• [How to complete this task]
Reproduce exactly the lines below, from the first through the one containing "pub trait CoalitionGame", and nothing more.

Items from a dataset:
________________________________________
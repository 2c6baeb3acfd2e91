//! Shapley-value payout allocation.
//!
//! Small coalitions are solved exactly by walking all subsets; larger ones
//! fall back to seeded Monte-Carlo permutation sampling with a convergence
//! check between batches. Callers always learn which mode produced the
//! payouts and, for sampling, how many permutations were drawn, because that
//! determines whether the numbers are reproducible without the seed.
//!
//! Only monotone games are supported: characteristic values never decrease
//! when a coalition grows, so every payout is non-negative and members with
//! no marginal contribution in any order get exactly zero.

use {
    super::auction::{Deadline, TaskId},
    rand::{SeedableRng, rngs::StdRng, seq::SliceRandom},
    thiserror::Error,
};

/// Raw values below this are float noise from the least-squares fits, not
/// contributions; they are pinned to exactly zero.
const ZERO_EPS: f64 = 1e-9;

/// A cooperative game over at most 64 members, subsets encoded as bitmasks
/// over member indices.
pub trait CoalitionGame {
    fn members(&self) -> usize;

    /// `v(S)`. Must satisfy `v(0) == 0` and be non-decreasing in `S`.
    fn value(&self, subset: u64) -> f64;

    fn full_mask(&self) -> u64 {
        match self.members() {
            0 => 0,
            64 => u64::MAX,
            members => (1u64 << members) - 1,
        }
    }
}

/// Which algorithm produced an allocation.
#[derive(Clone, Copy, Debug, PartialEq, Eq)]
pub enum Mode {
    Exact,
    Sampled { samples: u64 },
}

/// Payout amounts per member index, summing to the charge.
#[derive(Clone, Debug, PartialEq)]
pub struct Allocation {
    pub payouts: Vec<f64>,
    pub mode: Mode,
}

#[derive(Clone, Debug, Error, PartialEq)]
pub enum Error {
    #[error("task {task}: coalition has no contributing members")]
    EmptyCoalition { task: TaskId },
    #[error("task {task}: allocation did not stabilize within {samples} samples")]
    NonConverged { task: TaskId, samples: u64 },
}

#[derive(Clone, Debug)]
pub struct Allocator {
    /// Coalitions up to this size are solved exactly over all `2^k` subsets.
    pub exact_coalition_limit: usize,
    /// Permutations drawn between convergence checks in sampled mode.
    pub sample_batch: usize,
    /// Hard budget on drawn permutations.
    pub max_samples: usize,
    /// Convergence criterion: largest batch-to-batch change of any
    /// normalized share.
    pub tolerance: f64,
}

impl Default for Allocator {
    fn default() -> Self {
        Self {
            exact_coalition_limit: 12,
            sample_batch: 64,
            max_samples: 20_000,
            tolerance: 1e-3,
        }
    }
}

impl Allocator {
    /// Computes each member's Shapley value of `game`, applies the optional
    /// per-member penalty multipliers, and normalizes the result into payout
    /// amounts summing to `charge`.
    pub fn allocate(
        &self,
        task: &TaskId,
        game: &impl CoalitionGame,
        charge: f64,
        penalties: Option<&[f64]>,
        seed: u64,
        deadline: Deadline,
    ) -> Result<Allocation, Error> {
        if game.members() == 0 {
            return Err(Error::EmptyCoalition { task: task.clone() });
        }

        let (mut values, mode) = if game.members() <= self.exact_coalition_limit {
            (self.exact(task, game, deadline)?, Mode::Exact)
        } else {
            self.sampled(task, game, seed, deadline)?
        };

        for value in &mut values {
            if *value <= ZERO_EPS {
                *value = 0.0;
            }
        }
        if let Some(penalties) = penalties {
            for (value, penalty) in values.iter_mut().zip(penalties) {
                *value *= penalty;
            }
        }

        let total: f64 = values.iter().sum();
        if total <= 0.0 {
            return Err(Error::EmptyCoalition { task: task.clone() });
        }
        Ok(Allocation {
            payouts: values
                .into_iter()
                .map(|value| charge * value / total)
                .collect(),
            mode,
        })
    }

    /// Exact Shapley values: for every member, sum the marginal contribution
    /// over all subsets not containing it, weighted by
    /// `|S|! * (k - |S| - 1)! / k!`.
    fn exact(
        &self,
        task: &TaskId,
        game: &impl CoalitionGame,
        deadline: Deadline,
    ) -> Result<Vec<f64>, Error> {
        let members = game.members();
        let weights: Vec<f64> = (0..members)
            .map(|s| factorial(s) * factorial(members - s - 1) / factorial(members))
            .collect();

        let mut values = vec![0.0; members];
        for member in 0..members {
            // An exhausted deadline mid-walk surfaces as non-convergence so
            // callers retry with a larger budget.
            if deadline.remaining().is_err() {
                return Err(Error::NonConverged {
                    task: task.clone(),
                    samples: 0,
                });
            }
            let bit = 1u64 << member;
            for subset in 0..=game.full_mask() {
                if subset & bit != 0 {
                    continue;
                }
                let marginal = (game.value(subset | bit) - game.value(subset)).max(0.0);
                values[member] += weights[subset.count_ones() as usize] * marginal;
            }
        }
        Ok(values)
    }

    /// Monte-Carlo estimate: average each member's marginal contribution to
    /// the prefix of uniformly random permutations, batch by batch, until
    /// the shares stop moving.
    fn sampled(
        &self,
        task: &TaskId,
        game: &impl CoalitionGame,
        seed: u64,
        deadline: Deadline,
    ) -> Result<(Vec<f64>, Mode), Error> {
        let members = game.members();
        let mut rng = StdRng::seed_from_u64(seed);
        let mut order: Vec<usize> = (0..members).collect();
        let mut sums = vec![0.0; members];
        let mut samples = 0u64;
        let mut previous: Option<Vec<f64>> = None;

        loop {
            for _ in 0..self.sample_batch {
                order.shuffle(&mut rng);
                let mut prefix = 0u64;
                let mut prefix_value = 0.0;
                for &member in &order {
                    prefix |= 1u64 << member;
                    let value = game.value(prefix);
                    sums[member] += (value - prefix_value).max(0.0);
                    prefix_value = value;
                }
                samples += 1;
            }

            let shares = normalized(&sums);
            if let Some(previous) = &previous {
                let delta = shares
                    .iter()
                    .zip(previous)
                    .map(|(now, before)| (now - before).abs())
                    .fold(0.0, f64::max);
                if delta <= self.tolerance {
                    let means = sums.iter().map(|sum| sum / samples as f64).collect();
                    return Ok((means, Mode::Sampled { samples }));
                }
            }
            previous = Some(shares);

            if samples as usize >= self.max_samples || deadline.remaining().is_err() {
                return Err(Error::NonConverged {
                    task: task.clone(),
                    samples,
                });
            }
        }
    }
}

fn normalized(values: &[f64]) -> Vec<f64> {
    let total: f64 = values.iter().sum();
    if total <= 0.0 {
        return vec![0.0; values.len()];
    }
    values.iter().map(|value| value / total).collect()
}

fn factorial(n: usize) -> f64 {
    (1..=n).map(|i| i as f64).product()
}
________________________________________
• [Completed task]
repository 2c6baeb3acfd2e91
//! Shapley-value payout allocation.
//!
//! Small coalitions are solved exactly by walking all subsets; larger ones
//! fall back to seeded Monte-Carlo permutation sampling with a convergence
//! check between batches. Callers always learn which mode produced the
//! payouts and, for sampling, how many permutations were drawn, because that
//! determines whether the numbers are reproducible without the seed.
//!
//! Only monotone games are supported: characteristic values never decrease
//! when a coalition grows, so every payout is non-negative and members with
//! no marginal contribution in any order get exactly zero.

use {
    super::auction::{Deadline, TaskId},
    rand::{SeedableRng, rngs::StdRng, seq::SliceRandom},
    thiserror::Error,
};

/// Raw values below this are float noise from the least-squares fits, not
/// contributions; they are pinned to exactly zero.
const ZERO_EPS: f64 = 1e-9;

/// A cooperative game over at most 64 members, subsets encoded as bitmasks
/// over member indices.
pub trait CoalitionGame {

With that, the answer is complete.